Last Saturday morning I found myself, unusually, not having to come into the church. Father Gareth and Father John were looking after the Masses, and I was fairly up to date with office work, so I decided to chill out in Bishopbriggs, head out to Drumchapel in the afternoon to do my caring duties, and then make my way from there, into the church, in the evening, to celebrate the Vigil Mass. As it turned out, last Saturday was a lovely day, and I decided to set out for a long walk along the canal. It can be a pain at times to live so far from the church, but I have to admit that we are blessed with having a number of access points on to the Forth and Clyde Canal so near to us. On the way, I passed by the local fire station. I have passed by here many times before but, for the first time, it registered with me that there were big receptacles outside the fire station for donations of clothes and shoes. I filed this knowledge somewhere in the back of my mind for future use. I then continued my walk, which I thoroughly enjoyed, and the rest of the day went as planned.
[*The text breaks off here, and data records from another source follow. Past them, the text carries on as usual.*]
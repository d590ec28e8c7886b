//! `std.open` and the `File` userdata used by import/export handlers.

use std::cell::RefCell;
use std::fs::{File, OpenOptions};
use std::io::{BufRead, BufReader, BufWriter, Read, Write};

use mlua::{Function, Lua, MetaMethod, MultiValue, Table, UserData, UserDataMethods, Value};

use super::marshal::{unknown_member, unpack_args};
use crate::core::error::Error;

enum FileState {
    Read(BufReader<File>),
    Write(BufWriter<File>),
    Closed,
}

pub struct ScriptFile {
    path: String,
    state: RefCell<FileState>,
}

impl ScriptFile {
    /// Open `path` with a C-style mode: `r`, `w` or `a` (a trailing `b` is ignored).
    pub fn open(path: &str, mode: &str) -> crate::core::types::Result<Self> {
        let mut options = OpenOptions::new();
        match mode.trim_end_matches('b') {
            "r" => options.read(true),
            "w" => options.write(true).create(true).truncate(true),
            "a" => options.append(true).create(true),
            other => {
                return Err(Error::marshal("std.open", format!("invalid mode '{other}'")));
            }
        };
        let file = options.open(path).map_err(|source| Error::Open {
            path: path.to_string(),
            source,
        })?;
        let state = if mode.starts_with('r') {
            FileState::Read(BufReader::new(file))
        } else {
            FileState::Write(BufWriter::new(file))
        };
        log::debug!("Opened '{}' ({})", path, mode);
        Ok(Self {
            path: path.to_string(),
            state: RefCell::new(state),
        })
    }

    fn closed_error(&self, method: &str) -> mlua::Error {
        Error::marshal(method, format!("file '{}' is closed", self.path)).into()
    }

    fn write_bytes(&self, method: &str, bytes: &[u8]) -> mlua::Result<()> {
        let mut state = self.state.borrow_mut();
        match &mut *state {
            FileState::Write(writer) => Ok(writer.write_all(bytes).map_err(Error::from)?),
            FileState::Read(_) => Err(Error::marshal(method, "file not opened for writing").into()),
            FileState::Closed => Err(self.closed_error(method)),
        }
    }

    fn with_reader<R>(
        &self,
        method: &str,
        f: impl FnOnce(&mut BufReader<File>) -> std::io::Result<R>,
    ) -> mlua::Result<R> {
        let mut state = self.state.borrow_mut();
        match &mut *state {
            FileState::Read(reader) => Ok(f(reader).map_err(Error::from)?),
            FileState::Write(_) => Err(Error::marshal(method, "file not opened for reading").into()),
            FileState::Closed => Err(self.closed_error(method)),
        }
    }

    /// Flush and release the OS handle. Closing twice is an error.
    fn close(&self) -> mlua::Result<()> {
        let previous = std::mem::replace(&mut *self.state.borrow_mut(), FileState::Closed);
        match previous {
            FileState::Write(mut writer) => Ok(writer.flush().map_err(Error::from)?),
            FileState::Read(_) => Ok(()),
            FileState::Closed => Err(self.closed_error("File.close")),
        }
    }
}

impl Drop for ScriptFile {
    fn drop(&mut self) {
        if let FileState::Write(writer) = self.state.get_mut() {
            if let Err(e) = writer.flush() {
                log::warn!("Failed to flush '{}': {}", self.path, e);
            }
        }
    }
}

impl UserData for ScriptFile {
    fn add_methods<M: UserDataMethods<Self>>(methods: &mut M) {
        methods.add_method("write", |lua, this, args: MultiValue| {
            let text: mlua::String = unpack_args(lua, "File.write", 1, args)?;
            this.write_bytes("File.write", &text.as_bytes())
        });

        methods.add_method("puts", |lua, this, args: MultiValue| {
            let text: mlua::String = unpack_args(lua, "File.puts", 1, args)?;
            this.write_bytes("File.puts", &text.as_bytes())?;
            this.write_bytes("File.puts", b"\n")
        });

        methods.add_method("printf", |lua, this, args: MultiValue| {
            if args.is_empty() {
                return Err(Error::marshal("File.printf", "expected a format string").into());
            }
            let string: Table = lua.globals().raw_get("string")?;
            let format: Function = string.raw_get("format")?;
            let text: mlua::String = format.call(args)?;
            this.write_bytes("File.printf", &text.as_bytes())
        });

        // Next line without its terminator, nil at end of file.
        methods.add_method("getline", |lua, this, args: MultiValue| {
            unpack_args::<()>(lua, "File.getline", 0, args)?;
            let mut line = Vec::new();
            let read = this.with_reader("File.getline", |r| r.read_until(b'\n', &mut line))?;
            if read == 0 {
                return Ok(Value::Nil);
            }
            if line.last() == Some(&b'\n') {
                line.pop();
                if line.last() == Some(&b'\r') {
                    line.pop();
                }
            }
            Ok(Value::String(lua.create_string(&line)?))
        });

        methods.add_method("readAsString", |lua, this, args: MultiValue| {
            unpack_args::<()>(lua, "File.readAsString", 0, args)?;
            let mut content = Vec::new();
            this.with_reader("File.readAsString", |r| r.read_to_end(&mut content))?;
            lua.create_string(&content)
        });

        methods.add_method("close", |lua, this, args: MultiValue| {
            unpack_args::<()>(lua, "File.close", 0, args)?;
            this.close()
        });

        methods.add_meta_method(MetaMethod::Index, |_, _this, key: String| {
            Err::<Value, _>(unknown_member("File", &key))
        });
    }
}

/// Build the global `std` table.
pub fn create_std_table(lua: &Lua) -> mlua::Result<Table> {
    let table = lua.create_table()?;
    table.raw_set(
        "open",
        lua.create_function(|lua, args: MultiValue| {
            let (path, mode): (String, String) = unpack_args(lua, "std.open", 2, args)?;
            Ok(ScriptFile::open(&path, &mode)?)
        })?,
    )?;
    Ok(table)
}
Over the last few days, I thought I was picking up an unpleasant odour from the boot of my car, and so, last night, I took out everything I had in the boot to investigate. It seemed to be coming from a bag full of plastic boxes that once had food in them, but that I had never got round to washing out. They are now all washed out, you will be glad to hear. There was also a bag of clothing in the boot. It’s a bag I keep handy just in case. It contains hats for the sun, the rain, and the cold. It contains a scarf and gloves, and it contains 2 pairs of heavy socks, a pair of walking boots, and a pair of walking shoes, just in case I was ever out and took the notion to stop and have a walk somewhere. However, both the boots and shoes were lace-ups, and I’m afraid I can’t do lace-ups any more due to some back problems. I have reached that stage where I use one of those wonderful contraptions for putting on your socks without having to bend down, one of the greatest inventions ever; and I wear only slip-on shoes that I put on with a long-handled shoe horn. I even need a podiatrist to cut my toenails. The boots and shoes were in good condition, so I retrieved that file from the back of my mind, from my walk the previous Saturday, and decided to bring them down to the fire station. I then thought that there must be other stuff I could bring down. I then proceeded to do a trawl of my wardrobe and pick out the best of clothes that I have never, or hardly ever worn. These were then folded neatly into a bag and, along with the boots and shoes, deposited at the fire station.
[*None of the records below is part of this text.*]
//! Presence and group membership directory.
//!
//! Shared by every connection of a server as `Arc<SessionRegistry>`. Each
//! method takes its lock for its own duration only and hands back owned
//! snapshots, so callers never hold a lock across an await.

use std::collections::{BTreeSet, HashMap};

use parking_lot::RwLock;

use super::{ConnectionHandle, ConnectionId};

#[derive(Default)]
struct Sessions {
    by_identity: HashMap<String, ConnectionHandle>,
    by_connection: HashMap<ConnectionId, String>,
}

/// Identity to connection bindings plus named groups.
///
/// # Example
///
/// ```
/// use chatwire::session::SessionRegistry;
///
/// let registry = SessionRegistry::new();
/// assert!(registry.create_group("team", ["alice", "bob"]));
/// assert!(!registry.create_group("team", ["carol"]));
/// assert!(registry.join_group("team", "carol"));
/// assert_eq!(registry.members_of("team").unwrap().len(), 3);
/// ```
#[derive(Default)]
pub struct SessionRegistry {
    sessions: RwLock<Sessions>,
    groups: RwLock<HashMap<String, BTreeSet<String>>>,
}

impl SessionRegistry {
    /// Empty registry: nobody online, no groups.
    pub fn new() -> Self {
        Self::default()
    }

    /// Bind `identity` to `connection`.
    ///
    /// Last writer wins: an older connection of the same identity loses its
    /// binding (the socket stays open) and is returned. If `connection` was
    /// bound to another identity, that binding is dropped.
    pub fn bind(
        &self,
        connection: ConnectionHandle,
        identity: impl Into<String>,
    ) -> Option<ConnectionHandle> {
        let identity = identity.into();
        let id = connection.id();
        let mut sessions = self.sessions.write();

        if let Some(old_identity) = sessions.by_connection.remove(&id) {
            if old_identity != identity
                && sessions
                    .by_identity
                    .get(&old_identity)
                    .is_some_and(|h| h.id() == id)
            {
                sessions.by_identity.remove(&old_identity);
            }
        }

        let superseded = sessions.by_identity.insert(identity.clone(), connection);
        sessions.by_connection.insert(id, identity);

        match superseded {
            Some(previous) if previous.id() != id => {
                sessions.by_connection.remove(&previous.id());
                Some(previous)
            }
            _ => None,
        }
    }

    /// Remove whatever identity is bound to `connection`.
    ///
    /// The identity entry is only dropped if it still points at this
    /// connection, so a superseded connection closing late cannot evict
    /// the newer login.
    pub fn unbind(&self, connection: ConnectionId) -> Option<String> {
        let mut sessions = self.sessions.write();
        let identity = sessions.by_connection.remove(&connection)?;
        if sessions
            .by_identity
            .get(&identity)
            .is_some_and(|h| h.id() == connection)
        {
            sessions.by_identity.remove(&identity);
        }
        Some(identity)
    }

    /// Connection currently bound to `identity`, if that user is online.
    pub fn lookup(&self, identity: &str) -> Option<ConnectionHandle> {
        self.sessions.read().by_identity.get(identity).cloned()
    }

    /// Identity a connection logged in as.
    pub fn identity_of(&self, connection: ConnectionId) -> Option<String> {
        self.sessions.read().by_connection.get(&connection).cloned()
    }

    /// Whether `identity` has a bound connection.
    pub fn is_online(&self, identity: &str) -> bool {
        self.sessions.read().by_identity.contains_key(identity)
    }

    /// Number of bound identities.
    pub fn online_count(&self) -> usize {
        self.sessions.read().by_identity.len()
    }

    /// Create a group. Returns false if the name is taken.
    pub fn create_group<I, S>(&self, name: impl Into<String>, members: I) -> bool
    where
        I: IntoIterator<Item = S>,
        S: Into<String>,
    {
        let mut groups = self.groups.write();
        match groups.entry(name.into()) {
            std::collections::hash_map::Entry::Occupied(_) => false,
            std::collections::hash_map::Entry::Vacant(slot) => {
                slot.insert(members.into_iter().map(Into::into).collect());
                true
            }
        }
    }

    /// Add `identity` to an existing group. Idempotent.
    pub fn join_group(&self, name: &str, identity: impl Into<String>) -> bool {
        match self.groups.write().get_mut(name) {
            Some(members) => {
                members.insert(identity.into());
                true
            }
            None => false,
        }
    }

    /// Remove `identity` from an existing group. Idempotent.
    ///
    /// The group survives even when its last member leaves.
    pub fn quit_group(&self, name: &str, identity: &str) -> bool {
        match self.groups.write().get_mut(name) {
            Some(members) => {
                members.remove(identity);
                true
            }
            None => false,
        }
    }

    /// Snapshot of a group's members, sorted.
    pub fn members_of(&self, name: &str) -> Option<BTreeSet<String>> {
        self.groups.read().get(name).cloned()
    }

    /// Members of a group paired with their live connection, if any.
    pub fn member_connections(
        &self,
        name: &str,
    ) -> Option<Vec<(String, Option<ConnectionHandle>)>> {
        let members = self.members_of(name)?;
        let sessions = self.sessions.read();
        Some(
            members
                .into_iter()
                .map(|member| {
                    let handle = sessions.by_identity.get(&member).cloned();
                    (member, handle)
                })
                .collect(),
        )
    }

    /// Number of groups, empty ones included.
    pub fn group_count(&self) -> usize {
        self.groups.read().len()
    }
}

#[cfg(test)]
mod tests {
    use super::*;
    use std::sync::Arc;

    use crate::codec::MessageCodec;
    use crate::writer::spawn_writer_task_default;

    fn handle() -> ConnectionHandle {
        let (client, _server) = tokio::io::duplex(1024);
        let (writer, _task) = spawn_writer_task_default(client);
        ConnectionHandle::new(ConnectionId::next(), writer, MessageCodec::default())
    }

    #[tokio::test]
    async fn test_bind_lookup_unbind() {
        let registry = SessionRegistry::new();
        let conn = handle();
        let id = conn.id();

        assert!(registry.bind(conn, "alice").is_none());
        assert_eq!(registry.lookup("alice").unwrap().id(), id);
        assert_eq!(registry.identity_of(id).as_deref(), Some("alice"));
        assert!(registry.is_online("alice"));

        assert_eq!(registry.unbind(id).as_deref(), Some("alice"));
        assert!(registry.lookup("alice").is_none());
        assert!(registry.identity_of(id).is_none());
        assert_eq!(registry.unbind(id), None);
    }

    #[tokio::test]
    async fn test_duplicate_login_last_writer_wins() {
        let registry = SessionRegistry::new();
        let first = handle();
        let second = handle();
        let (first_id, second_id) = (first.id(), second.id());

        registry.bind(first, "alice");
        let superseded = registry.bind(second, "alice").unwrap();

        assert_eq!(superseded.id(), first_id);
        assert_eq!(registry.lookup("alice").unwrap().id(), second_id);
        assert!(registry.identity_of(first_id).is_none());

        // The old connection closing must not evict the new binding
        assert_eq!(registry.unbind(first_id), None);
        assert_eq!(registry.lookup("alice").unwrap().id(), second_id);
        assert_eq!(registry.online_count(), 1);
    }

    #[tokio::test]
    async fn test_rebind_connection_to_new_identity() {
        let registry = SessionRegistry::new();
        let conn = handle();
        let id = conn.id();

        registry.bind(conn.clone(), "alice");
        registry.bind(conn, "bob");

        assert!(registry.lookup("alice").is_none());
        assert_eq!(registry.lookup("bob").unwrap().id(), id);
        assert_eq!(registry.identity_of(id).as_deref(), Some("bob"));
    }

    #[tokio::test(flavor = "multi_thread", worker_threads = 4)]
    async fn test_concurrent_binds_all_visible() {
        let registry = Arc::new(SessionRegistry::new());
        let mut tasks = Vec::new();

        for i in 0..64 {
            let registry = registry.clone();
            let conn = handle();
            tasks.push(tokio::spawn(async move {
                registry.bind(conn, format!("user{}", i));
            }));
        }
        for task in tasks {
            task.await.unwrap();
        }

        assert_eq!(registry.online_count(), 64);
        for i in 0..64 {
            assert!(registry.is_online(&format!("user{}", i)));
        }
    }

    #[test]
    fn test_group_lifecycle() {
        let registry = SessionRegistry::new();

        assert!(registry.create_group("team", ["alice", "bob"]));
        assert!(!registry.create_group("team", Vec::<String>::new()));

        assert!(registry.join_group("team", "carol"));
        assert!(registry.join_group("team", "carol"));
        assert!(!registry.join_group("nope", "carol"));

        assert!(registry.quit_group("team", "alice"));
        assert!(registry.quit_group("team", "alice"));
        assert!(!registry.quit_group("nope", "alice"));

        let members: Vec<_> = registry.members_of("team").unwrap().into_iter().collect();
        assert_eq!(members, vec!["bob".to_string(), "carol".to_string()]);
        assert!(registry.members_of("nope").is_none());
    }

    #[test]
    fn test_empty_group_survives() {
        let registry = SessionRegistry::new();
        registry.create_group("solo", ["alice"]);
        registry.quit_group("solo", "alice");

        assert_eq!(registry.members_of("solo"), Some(BTreeSet::new()));
        assert_eq!(registry.group_count(), 1);
    }

    #[tokio::test]
    async fn test_member_connections_marks_offline() {
        let registry = SessionRegistry::new();
        let conn = handle();
        let id = conn.id();
        registry.bind(conn, "alice");
        registry.create_group("team", ["alice", "bob"]);

        let members = registry.member_connections("team").unwrap();
        assert_eq!(members.len(), 2);
        assert_eq!(members[0].0, "alice");
        assert_eq!(members[0].1.as_ref().map(|h| h.id()), Some(id));
        assert_eq!(members[1].0, "bob");
        assert!(members[1].1.is_none());

        assert!(registry.member_connections("nope").is_none());
    }
}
On the day that I am writing this, I am aware that there is a big rally in George Square going on at which hundreds of Fire Brigades Union members are gathered in protest against an anticipated £36 million in cuts to the Scottish Fire and Rescue Service over the next four years. I have great admiration for firefighters, for their selflessness and courage in a job that surely has a lot of emotional stress attached to it as well. So, I hope that their protests don’t fall on deaf ears. We need them so much. Thankfully, I have never had to call them out for a fire, although I have administered the Last Sacraments to people in the aftermath of fires that the fire service would have bravely attended. Also, I have never called them out because my cat was stuck up a tree. However, I have been grateful to them in the past for breaking down a door for me, to get to someone inside who had taken ill and was unable to get to the door, and, I would imagine, along with the paramedics, saving their life in the process.
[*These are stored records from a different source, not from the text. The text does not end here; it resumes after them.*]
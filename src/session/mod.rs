//! Session module - who is online and which groups exist.
//!
//! - [`ConnectionHandle`] - clonable write side of one connection
//! - [`SessionRegistry`] - identity bindings and group membership

mod connection;
mod registry;

pub use connection::{ConnectionHandle, ConnectionId};
pub use registry::SessionRegistry;
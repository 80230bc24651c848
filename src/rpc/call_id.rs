//! Call id allocation.

use std::sync::atomic::{AtomicI32, Ordering};

use crate::protocol::NO_CALL_ID;

/// Hands out correlation ids, starting at 1.
///
/// Ids increase monotonically and wrap around at `i32::MAX`; 0 is never
/// returned because it marks frames without a call.
#[derive(Debug)]
pub struct CallIdGenerator {
    next: AtomicI32,
}

impl CallIdGenerator {
    pub fn new() -> Self {
        Self::starting_at(1)
    }

    /// Generator whose first id is `first` (or the one after it, if 0).
    pub fn starting_at(first: i32) -> Self {
        Self {
            next: AtomicI32::new(first),
        }
    }

    /// Next id; wraps around and never yields 0.
    pub fn next_id(&self) -> i32 {
        loop {
            let id = self.next.fetch_add(1, Ordering::Relaxed);
            if id != NO_CALL_ID {
                return id;
            }
        }
    }
}

impl Default for CallIdGenerator {
    fn default() -> Self {
        Self::new()
    }
}

#[cfg(test)]
mod tests {
    use super::*;
    use std::collections::HashSet;
    use std::sync::Arc;

    #[test]
    fn test_starts_at_one() {
        let ids = CallIdGenerator::new();
        assert_eq!(ids.next_id(), 1);
        assert_eq!(ids.next_id(), 2);
        assert_eq!(ids.next_id(), 3);
    }

    #[test]
    fn test_wrap_skips_zero() {
        let ids = CallIdGenerator::starting_at(i32::MAX);
        assert_eq!(ids.next_id(), i32::MAX);
        assert_eq!(ids.next_id(), i32::MIN);

        let ids = CallIdGenerator::starting_at(-1);
        assert_eq!(ids.next_id(), -1);
        assert_eq!(ids.next_id(), 1);
    }

    #[test]
    fn test_unique_across_threads() {
        let ids = Arc::new(CallIdGenerator::new());
        let handles: Vec<_> = (0..8)
            .map(|_| {
                let ids = ids.clone();
                std::thread::spawn(move || (0..1000).map(|_| ids.next_id()).collect::<Vec<_>>())
            })
            .collect();

        let mut seen = HashSet::new();
        for handle in handles {
            for id in handle.join().unwrap() {
                assert!(seen.insert(id), "duplicate id {}", id);
            }
        }
        assert_eq!(seen.len(), 8000);
    }
}
//! Transport module - TCP sockets.
//!
//! Streams come out with `TCP_NODELAY` set; everything above this module
//! only sees `AsyncRead`/`AsyncWrite` halves.

mod tcp;

pub use tcp::{connect, Listener};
At present, we are getting closer to introducing live-streaming in St. Mungo’s. We still have a couple of issues to resolve before the launch. Even so, some people have found a way to access it already, from across the world, but we have closed that off for now so as to resolve those issues, as we want the quality to be good from the outset. Keep an eye on the parish website for news of the official launch.
As ever, protect yourself, your loved ones and others, and protect Christ in your lives.